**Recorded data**
● ● ●

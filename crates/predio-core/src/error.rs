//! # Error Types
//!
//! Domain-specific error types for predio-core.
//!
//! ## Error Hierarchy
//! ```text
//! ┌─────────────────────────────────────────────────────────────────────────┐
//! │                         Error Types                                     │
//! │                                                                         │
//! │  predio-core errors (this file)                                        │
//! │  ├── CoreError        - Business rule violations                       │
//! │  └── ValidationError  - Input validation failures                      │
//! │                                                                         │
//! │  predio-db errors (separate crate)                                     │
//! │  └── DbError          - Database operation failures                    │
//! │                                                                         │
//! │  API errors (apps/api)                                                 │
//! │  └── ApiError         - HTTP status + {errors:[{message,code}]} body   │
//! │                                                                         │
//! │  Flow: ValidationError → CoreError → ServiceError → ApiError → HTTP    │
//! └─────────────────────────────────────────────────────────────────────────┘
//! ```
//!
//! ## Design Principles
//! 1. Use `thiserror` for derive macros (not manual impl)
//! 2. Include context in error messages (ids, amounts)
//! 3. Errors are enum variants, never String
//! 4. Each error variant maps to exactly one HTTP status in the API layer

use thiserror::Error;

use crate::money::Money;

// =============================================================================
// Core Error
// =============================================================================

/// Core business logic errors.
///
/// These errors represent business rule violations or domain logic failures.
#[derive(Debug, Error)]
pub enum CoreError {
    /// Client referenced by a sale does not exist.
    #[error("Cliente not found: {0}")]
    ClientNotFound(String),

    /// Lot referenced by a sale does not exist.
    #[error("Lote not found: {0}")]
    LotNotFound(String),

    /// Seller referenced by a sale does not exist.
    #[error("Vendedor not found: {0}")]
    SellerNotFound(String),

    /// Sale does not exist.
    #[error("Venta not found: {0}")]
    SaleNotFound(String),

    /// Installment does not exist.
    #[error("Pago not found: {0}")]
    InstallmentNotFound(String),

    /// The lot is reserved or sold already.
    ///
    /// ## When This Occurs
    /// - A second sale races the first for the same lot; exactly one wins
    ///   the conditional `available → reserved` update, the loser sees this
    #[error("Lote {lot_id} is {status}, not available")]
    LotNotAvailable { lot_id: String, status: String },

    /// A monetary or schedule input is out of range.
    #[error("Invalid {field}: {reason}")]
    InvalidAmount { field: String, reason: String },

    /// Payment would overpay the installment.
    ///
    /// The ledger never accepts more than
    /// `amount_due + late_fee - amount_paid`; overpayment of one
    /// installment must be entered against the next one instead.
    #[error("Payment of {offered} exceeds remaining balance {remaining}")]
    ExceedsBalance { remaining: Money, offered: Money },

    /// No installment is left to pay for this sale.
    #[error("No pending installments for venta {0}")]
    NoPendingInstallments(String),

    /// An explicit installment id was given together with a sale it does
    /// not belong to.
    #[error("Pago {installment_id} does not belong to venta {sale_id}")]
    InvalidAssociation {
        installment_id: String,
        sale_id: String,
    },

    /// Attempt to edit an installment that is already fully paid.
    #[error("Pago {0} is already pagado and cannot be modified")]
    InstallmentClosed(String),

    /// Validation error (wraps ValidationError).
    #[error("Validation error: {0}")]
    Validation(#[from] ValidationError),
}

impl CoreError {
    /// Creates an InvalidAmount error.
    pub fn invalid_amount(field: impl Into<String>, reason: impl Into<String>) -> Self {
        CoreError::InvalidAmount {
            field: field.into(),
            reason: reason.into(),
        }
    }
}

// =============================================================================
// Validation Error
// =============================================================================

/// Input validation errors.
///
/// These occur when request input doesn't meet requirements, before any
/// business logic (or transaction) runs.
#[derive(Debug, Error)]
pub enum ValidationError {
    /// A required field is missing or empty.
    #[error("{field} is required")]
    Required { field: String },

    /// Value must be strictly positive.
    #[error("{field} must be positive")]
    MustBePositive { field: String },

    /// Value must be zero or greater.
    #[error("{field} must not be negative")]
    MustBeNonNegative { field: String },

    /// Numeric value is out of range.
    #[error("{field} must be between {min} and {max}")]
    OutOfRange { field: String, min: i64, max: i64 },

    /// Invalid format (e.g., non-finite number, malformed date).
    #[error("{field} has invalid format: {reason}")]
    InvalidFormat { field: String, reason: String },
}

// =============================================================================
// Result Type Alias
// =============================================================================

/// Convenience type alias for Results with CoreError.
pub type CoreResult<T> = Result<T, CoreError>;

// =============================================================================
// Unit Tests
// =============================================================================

● ● ●

**Task to complete**
All the entries above need to be reproduced exactly.

**Expected answer**
filename crates/predio-core/src/error.rs
//! # Error Types
//!
//! Domain-specific error types for predio-core.
//!
//! ## Error Hierarchy
//! ```text
//! ┌─────────────────────────────────────────────────────────────────────────┐
//! │                         Error Types                                     │
//! │                                                                         │
//! │  predio-core errors (this file)                                        │
//! │  ├── CoreError        - Business rule violations                       │
//! │  └── ValidationError  - Input validation failures                      │
//! │                                                                         │
//! │  predio-db errors (separate crate)                                     │
//! │  └── DbError          - Database operation failures                    │
//! │                                                                         │
//! │  API errors (apps/api)                                                 │
//! │  └── ApiError         - HTTP status + {errors:[{message,code}]} body   │
//! │                                                                         │
//! │  Flow: ValidationError → CoreError → ServiceError → ApiError → HTTP    │
//! └─────────────────────────────────────────────────────────────────────────┘
//! ```
//!
//! ## Design Principles
//! 1. Use `thiserror` for derive macros (not manual impl)
//! 2. Include context in error messages (ids, amounts)
//! 3. Errors are enum variants, never String
//! 4. Each error variant maps to exactly one HTTP status in the API layer

use thiserror::Error;

use crate::money::Money;

// =============================================================================
// Core Error
// =============================================================================

/// Core business logic errors.
///
/// These errors represent business rule violations or domain logic failures.
#[derive(Debug, Error)]
pub enum CoreError {
    /// Client referenced by a sale does not exist.
    #[error("Cliente not found: {0}")]
    ClientNotFound(String),

    /// Lot referenced by a sale does not exist.
    #[error("Lote not found: {0}")]
    LotNotFound(String),

    /// Seller referenced by a sale does not exist.
    #[error("Vendedor not found: {0}")]
    SellerNotFound(String),

    /// Sale does not exist.
    #[error("Venta not found: {0}")]
    SaleNotFound(String),

    /// Installment does not exist.
    #[error("Pago not found: {0}")]
    InstallmentNotFound(String),

    /// The lot is reserved or sold already.
    ///
    /// ## When This Occurs
    /// - A second sale races the first for the same lot; exactly one wins
    ///   the conditional `available → reserved` update, the loser sees this
    #[error("Lote {lot_id} is {status}, not available")]
    LotNotAvailable { lot_id: String, status: String },

    /// A monetary or schedule input is out of range.
    #[error("Invalid {field}: {reason}")]
    InvalidAmount { field: String, reason: String },

    /// Payment would overpay the installment.
    ///
    /// The ledger never accepts more than
    /// `amount_due + late_fee - amount_paid`; overpayment of one
    /// installment must be entered against the next one instead.
    #[error("Payment of {offered} exceeds remaining balance {remaining}")]
    ExceedsBalance { remaining: Money, offered: Money },

    /// No installment is left to pay for this sale.
    #[error("No pending installments for venta {0}")]
    NoPendingInstallments(String),

    /// An explicit installment id was given together with a sale it does
    /// not belong to.
    #[error("Pago {installment_id} does not belong to venta {sale_id}")]
    InvalidAssociation {
        installment_id: String,
        sale_id: String,
    },

    /// Attempt to edit an installment that is already fully paid.
    #[error("Pago {0} is already pagado and cannot be modified")]
    InstallmentClosed(String),

    /// Validation error (wraps ValidationError).
    #[error("Validation error: {0}")]
    Validation(#[from] ValidationError),
}

impl CoreError {
    /// Creates an InvalidAmount error.
    pub fn invalid_amount(field: impl Into<String>, reason: impl Into<String>) -> Self {
        CoreError::InvalidAmount {
            field: field.into(),
            reason: reason.into(),
        }
    }
}

// =============================================================================
// Validation Error
// =============================================================================

/// Input validation errors.
///
/// These occur when request input doesn't meet requirements, before any
/// business logic (or transaction) runs.
#[derive(Debug, Error)]
pub enum ValidationError {
    /// A required field is missing or empty.
    #[error("{field} is required")]
    Required { field: String },

    /// Value must be strictly positive.
    #[error("{field} must be positive")]
    MustBePositive { field: String },

    /// Value must be zero or greater.
    #[error("{field} must not be negative")]
    MustBeNonNegative { field: String },

    /// Numeric value is out of range.
    #[error("{field} must be between {min} and {max}")]
    OutOfRange { field: String, min: i64, max: i64 },

    /// Invalid format (e.g., non-finite number, malformed date).
    #[error("{field} has invalid format: {reason}")]
    InvalidFormat { field: String, reason: String },
}

// =============================================================================
// Result Type Alias
// =============================================================================

/// Convenience type alias for Results with CoreError.
pub type CoreResult<T> = Result<T, CoreError>;

// =============================================================================
// Unit Tests
// =============================================================================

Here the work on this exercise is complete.